Failure isn’t always a bad thing. For example, take what happened in Brussels this week, where EU members failed to raise the requisite number of votes to ban a pair of genetically modified crops from the bloc. As Reuters reports, a majority of member nations did vote in favor of the ban, but that wasn’t enough to push it through:
EU governments were asked to vote on the future of two grades of GM maize, Pioneer’s 1507 and Syngenta’s Bt11, which kill insects by producing their own pesticide and are also resistant to a particular herbicide.
However, the votes against were not decisive in blocking their introduction because the opposition did not represent a “qualified majority” – also including countries that make up at least 65 percent of the EU population.
The governments were also asked to determine whether to extend authorization for Monsanto’s MON810, an insect-resistant maize that is grown mainly in Spain, but banned in a number of other counties. More countries voted against than in favor, but again the vote was not considered decisive.
The EU currently only grows one variety of GM crop, a variety of corn that produces its own pesticide, therefore precluding the need for spraying (producing both economic and environmental savings). The two crops voted on on Monday are similar, and the fact that EU members failed to scrounge up enough votes to block them could pave the way for increased GM crop cultivation on the continent.
The decision on whether or not to accept cultivation of the two GM crops in question will now fall to the European Commission. If Juncker is smart, he’ll green-light these crops and let EU members make their own decisions on whether or not to plant them.

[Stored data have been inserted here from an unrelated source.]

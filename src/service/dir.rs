use std::sync::Arc;

use axum::Json;
use axum::extract::{Path, State};
use serde::Serialize;

use crate::domain::entry::FileEntry;
use crate::error::AppError;
use crate::utils::paths::ROOT;
use crate::utils::size::human_bytes;
use crate::utils::state::AppState;
use crate::utils::validation::is_valid_path;

/// One row of a directory listing as shown to clients.
#[derive(Debug, Clone, PartialEq, Serialize)]
pub struct DisplayEntry {
    pub id: String,
    pub name: String,
    pub size: String,
    pub directory: bool,
    pub processing: bool,
    /// Full path of the entry, usable as a content URL.
    pub path: String,
}

impl From<FileEntry> for DisplayEntry {
    fn from(entry: FileEntry) -> Self {
        DisplayEntry {
            path: entry.full_path(),
            size: human_bytes(entry.size),
            directory: entry.is_directory,
            processing: entry.processing,
            id: entry.id,
            name: entry.name,
        }
    }
}

pub(crate) async fn list_directory(state: &AppState, path: &str) -> Result<Vec<DisplayEntry>, AppError> {
    let handle = state.vfs.open(path).await?;
    let children = handle.list().await?;
    Ok(children.into_iter().map(DisplayEntry::from).collect())
}

/// GET /api/v1/dir/
pub async fn list_root_handler(
    State(state): State<Arc<AppState>>,
) -> Result<Json<Vec<DisplayEntry>>, AppError> {
    Ok(Json(list_directory(&state, ROOT).await?))
}

/// GET /api/v1/dir/{*path}
pub async fn list_dir_handler(
    State(state): State<Arc<AppState>>,
    Path(path): Path<String>,
) -> Result<Json<Vec<DisplayEntry>>, AppError> {
    let path = format!("/{}", path.trim_start_matches('/'));
    if !is_valid_path(&path) {
        return Err(AppError::InvalidPath(path));
    }
    Ok(Json(list_directory(&state, &path).await?))
}
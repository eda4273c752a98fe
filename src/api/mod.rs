pub mod v1;

use std::sync::Arc;

use axum::Router;
use axum::extract::DefaultBodyLimit;
use axum::http::StatusCode;
use axum::routing::get;
use tower_http::trace::TraceLayer;

use crate::service::content::content_handler;
use crate::utils::state::AppState;

pub fn create_router(state: Arc<AppState>) -> Router {
    let body_limit = state.config.body_limit;
    Router::new()
        .route("/healthz", get(|| async { StatusCode::OK }))
        .nest("/api/v1", v1::create_v1_router())
        // anything else is a path into the virtual filesystem
        .fallback(content_handler)
        .layer(DefaultBodyLimit::max(body_limit))
        .layer(TraceLayer::new_for_http())
        .with_state(state)
}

Time and again, studies have shown GM crops to be safe for human consumption, and in this case the crops in question are safer for the environment than their non-GM alternatives, as they don’t require being dusted by potentially harmful pesticides. They’re also capable of producing higher yields than “normal” crops by being more insect resistant, which means their cultivation could and should bolster the EU’s food security.
Greens take particular pleasure in stoking the public’s fear of genetically modified organisms, but those in the know remind us that these crops are essential for humanity to feed its teeming billions. The EU’s latest green fail is, therefore, a step in the right direction.